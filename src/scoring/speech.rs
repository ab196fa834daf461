use super::result::{round_to, Criterion, Evaluation};
use super::rubric::BandedCriterion;

/// Words per minute; zero when the duration is not positive.
pub fn words_per_minute(total_words: usize, duration_seconds: f64) -> f64 {
    if duration_seconds > 0.0 {
        total_words as f64 / duration_seconds * 60.0
    } else {
        0.0
    }
}

pub fn evaluate_speech_rate(total_words: usize, duration_seconds: f64, rubric: &BandedCriterion) -> Evaluation {
    let wpm = words_per_minute(total_words, duration_seconds);
    let score = rubric.bands.score(wpm);
    tracing::debug!(wpm, score, "speech rate scored");

    Evaluation::new(Criterion::SpeechRate, score, format!("{} WPM", round_to(wpm, 0) as i64))
}
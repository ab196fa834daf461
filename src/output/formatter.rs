use owo_colors::OwoColorize;
use serde::Serialize;
use std::io::IsTerminal;
use terminal_size::{terminal_size, Width};

use crate::batch::BatchOutcome;
use crate::scoring::{Criterion, Rubric, RubricResult};

/// Criterion scores below this are highlighted as weak
const LOW_SCORE: f64 = 5.0;

/// Widest criterion label ("Content & Structure")
const LABEL_WIDTH: usize = 19;

/// Check if stdout is a TTY (for auto-detecting color support)
pub fn should_use_colors() -> bool {
    std::io::stdout().is_terminal()
}

/// Get terminal width, defaulting to None for pipes (unlimited)
pub fn get_terminal_width() -> Option<usize> {
    terminal_size().map(|(Width(w), _)| w as usize)
}

/// Truncate text to fit available width, accounting for Unicode
fn truncate(text: &str, max_width: usize) -> String {
    let chars: Vec<char> = text.chars().collect();
    if chars.len() <= max_width {
        text.to_string()
    } else if max_width > 3 {
        format!("{}...", chars[..max_width - 3].iter().collect::<String>())
    } else {
        chars[..max_width].iter().collect()
    }
}

/// Format a score against its maximum: "26.3 / 40"
pub fn format_score(score: f64, max: f64) -> String {
    format!("{:.1} / {}", score, max)
}

/// Human-readable report for one result.
///
/// `width` caps each line; feedback is truncated to fit. `None` means no limit.
pub fn format_report(result: &RubricResult, rubric: &Rubric, use_colors: bool, width: Option<usize>) -> String {
    let mut lines = Vec::with_capacity(Criterion::ALL.len() + 2);

    let overall = format!("Overall Score: {}", format_score(result.overall_score, 100.0));
    lines.push(if use_colors {
        overall.bold().to_string()
    } else {
        overall
    });
    lines.push(String::new());

    for (criterion, detail) in &result.details {
        let label = format!("{:<width$}", criterion.label(), width = LABEL_WIDTH);
        let score = format!("{:>11}", format_score(detail.score, rubric.weight(*criterion)));
        // label + 2 + score + 2
        let fixed_width = LABEL_WIDTH + 2 + score.len() + 2;
        let feedback = match width {
            Some(w) if w > fixed_width + 10 => truncate(&detail.feedback, w - fixed_width),
            Some(_) => truncate(&detail.feedback, 20),
            None => detail.feedback.clone(),
        };

        let line = if use_colors {
            let score = if detail.score < LOW_SCORE {
                score.red().to_string()
            } else {
                score.green().to_string()
            };
            format!("{}  {}  {}", label.cyan(), score, feedback.dimmed())
        } else {
            format!("{}  {}  {}", label, score, feedback)
        };
        lines.push(line);
    }

    lines.join("\n")
}

/// Pretty JSON for one result.
pub fn format_json<T: Serialize>(value: &T) -> anyhow::Result<String> {
    Ok(serde_json::to_string_pretty(value)?)
}

/// `{"error": "..."}`
pub fn format_error_json(message: &str) -> String {
    serde_json::json!({ "error": message }).to_string()
}

#[derive(Serialize)]
struct BatchRow<'a> {
    name: String,
    transcript: String,
    #[serde(skip_serializing_if = "Option::is_none")]
    result: Option<&'a RubricResult>,
    #[serde(skip_serializing_if = "Option::is_none")]
    error: Option<String>,
}

/// Batch outcomes as a JSON array, one object per manifest entry.
pub fn format_batch_json(outcomes: &[BatchOutcome]) -> anyhow::Result<String> {
    let rows: Vec<BatchRow> = outcomes
        .iter()
        .map(|o| BatchRow {
            name: o.entry.label(),
            transcript: o.entry.transcript.display().to_string(),
            result: o.result.as_ref().ok(),
            error: o.result.as_ref().err().map(|e| e.to_string()),
        })
        .collect();
    format_json(&rows)
}

/// Batch outcomes as a table: index, overall score, name, then the five
/// criterion scores or the error.
pub fn format_batch_table(outcomes: &[BatchOutcome], use_colors: bool, width: Option<usize>) -> String {
    if outcomes.is_empty() {
        return "No entries in manifest.".to_string();
    }

    let name_width = outcomes
        .iter()
        .map(|o| o.entry.label().chars().count())
        .max()
        .unwrap_or(0)
        .min(30);

    outcomes
        .iter()
        .enumerate()
        .map(|(idx, outcome)| {
            let index_str = format!("{:>2}.", idx + 1);
            let name = format!("{:<width$}", truncate(&outcome.entry.label(), name_width), width = name_width);
            let (score, rest) = match &outcome.result {
                Ok(r) => (
                    format!("{:>5.1}", r.overall_score),
                    r.details
                        .values()
                        .map(|d| format!("{:>4.1}", d.score))
                        .collect::<Vec<_>>()
                        .join(" "),
                ),
                Err(e) => ("    -".to_string(), format!("error: {}", e)),
            };
            // index + space + score + 2 + name + 2
            let fixed_width = index_str.len() + 1 + score.len() + 2 + name_width + 2;
            let rest = match width {
                Some(w) if w > fixed_width + 10 => truncate(&rest, w - fixed_width),
                _ => rest,
            };

            if use_colors {
                let rest = if outcome.is_ok() {
                    rest
                } else {
                    rest.red().to_string()
                };
                format!("{} {}  {}  {}", index_str.dimmed(), score.bold(), name, rest)
            } else {
                format!("{} {}  {}  {}", index_str, score, name, rest)
            }
        })
        .collect::<Vec<_>>()
        .join("\n")
}

#[cfg(test)]
mod tests {
    use super::*;
    use crate::batch::{BatchEntry, EntryError};
    use crate::error::RubricError;
    use crate::scoring::{aggregate, Evaluation, RubricConfig};
    use std::path::PathBuf;

    fn sample_result() -> RubricResult {
        aggregate([
            Evaluation::new(Criterion::ContentStructure, 26.2857, "Keywords: 3 mandatory, 1 optional.".into()),
            Evaluation::new(Criterion::SpeechRate, 10.0, "115 WPM".into()),
            Evaluation::new(Criterion::Language, 11.0, "TTR: 0.6, Grammar Errors: 5".into()),
            Evaluation::new(Criterion::Clarity, 3.0, "Filler Rate: 14.2%".into()),
            Evaluation::new(Criterion::Engagement, 15.0, "Positivity: 0.9".into()),
        ])
    }

    fn rubric() -> Rubric {
        Rubric::compile(&RubricConfig::default()).unwrap()
    }

    #[test]
    fn test_truncate() {
        assert_eq!(truncate("short", 10), "short");
        assert_eq!(truncate("a longer piece of feedback", 10), "a longe...");
        assert_eq!(truncate("abcdef", 2), "ab");
        assert_eq!(truncate("héllo wörld", 8), "héllo...");
    }

    #[test]
    fn test_format_score() {
        assert_eq!(format_score(26.3, 40.0), "26.3 / 40");
        assert_eq!(format_score(77.3, 100.0), "77.3 / 100");
        assert_eq!(format_score(10.0, 10.0), "10.0 / 10");
    }

    #[test]
    fn test_report_plain() {
        let report = format_report(&sample_result(), &rubric(), false, None);
        let lines: Vec<&str> = report.lines().collect();
        assert_eq!(lines[0], "Overall Score: 65.3 / 100");
        assert_eq!(lines.len(), 7);
        assert!(lines[2].starts_with("Content & Structure"));
        assert!(lines[2].contains("26.3 / 40"));
        assert!(lines[2].ends_with("Keywords: 3 mandatory, 1 optional."));
        assert!(lines[6].starts_with("Engagement"));
    }

    #[test]
    fn test_report_truncates_to_width() {
        let report = format_report(&sample_result(), &rubric(), false, Some(50));
        for line in report.lines() {
            assert!(line.chars().count() <= 50, "too wide: {}", line);
        }
        assert!(report.contains("..."));
    }

    #[test]
    fn test_report_colors_low_scores() {
        let colored = format_report(&sample_result(), &rubric(), true, None);
        assert!(colored.contains('\u{1b}'));
        assert!(!format_report(&sample_result(), &rubric(), false, None).contains('\u{1b}'));
    }

    #[test]
    fn test_error_json() {
        assert_eq!(format_error_json("Empty transcript"), r#"{"error":"Empty transcript"}"#);
    }

    fn outcomes() -> Vec<BatchOutcome> {
        vec![
            BatchOutcome {
                entry: BatchEntry {
                    transcript: PathBuf::from("/t/asha.txt"),
                    duration: 52.0,
                    name: Some("Asha".to_string()),
                },
                result: Ok(sample_result()),
            },
            BatchOutcome {
                entry: BatchEntry {
                    transcript: PathBuf::from("/t/blank.txt"),
                    duration: 30.0,
                    name: None,
                },
                result: Err(EntryError::Scoring(RubricError::EmptyTranscript)),
            },
        ]
    }

    #[test]
    fn test_batch_table() {
        let table = format_batch_table(&outcomes(), false, None);
        let lines: Vec<&str> = table.lines().collect();
        assert_eq!(lines.len(), 2);
        assert!(lines[0].starts_with(" 1.  65.3  Asha"));
        assert!(lines[0].ends_with("26.3 10.0 11.0  3.0 15.0"));
        assert!(lines[1].contains("blank.txt"));
        assert!(lines[1].ends_with("error: Empty transcript"));
        assert_eq!(format_batch_table(&[], false, None), "No entries in manifest.");
    }

    #[test]
    fn test_batch_json() {
        let json = format_batch_json(&outcomes()).unwrap();
        let parsed: serde_json::Value = serde_json::from_str(&json).unwrap();
        assert_eq!(parsed[0]["name"], "Asha");
        assert_eq!(parsed[0]["result"]["overall_score"], 65.3);
        assert!(parsed[0].get("error").is_none());
        assert_eq!(parsed[1]["error"], "Empty transcript");
        assert!(parsed[1].get("result").is_none());
    }
}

What needs to be done
Reproduce only what lies between the start of the listing above and the end of the line containing "use crate::batch::BatchOutcome;", keeping every line exact.

Completed exercise
filename src/scoring/speech.rs
repository ab196fa834daf461
use super::result::{round_to, Criterion, Evaluation};
use super::rubric::BandedCriterion;

/// Words per minute; zero when the duration is not positive.
pub fn words_per_minute(total_words: usize, duration_seconds: f64) -> f64 {
    if duration_seconds > 0.0 {
        total_words as f64 / duration_seconds * 60.0
    } else {
        0.0
    }
}

pub fn evaluate_speech_rate(total_words: usize, duration_seconds: f64, rubric: &BandedCriterion) -> Evaluation {
    let wpm = words_per_minute(total_words, duration_seconds);
    let score = rubric.bands.score(wpm);
    tracing::debug!(wpm, score, "speech rate scored");

    Evaluation::new(Criterion::SpeechRate, score, format!("{} WPM", round_to(wpm, 0) as i64))
}
repository ab196fa834daf461
filename src/output/formatter.rs
use owo_colors::OwoColorize;
use serde::Serialize;
use std::io::IsTerminal;
use terminal_size::{terminal_size, Width};

use crate::batch::BatchOutcome;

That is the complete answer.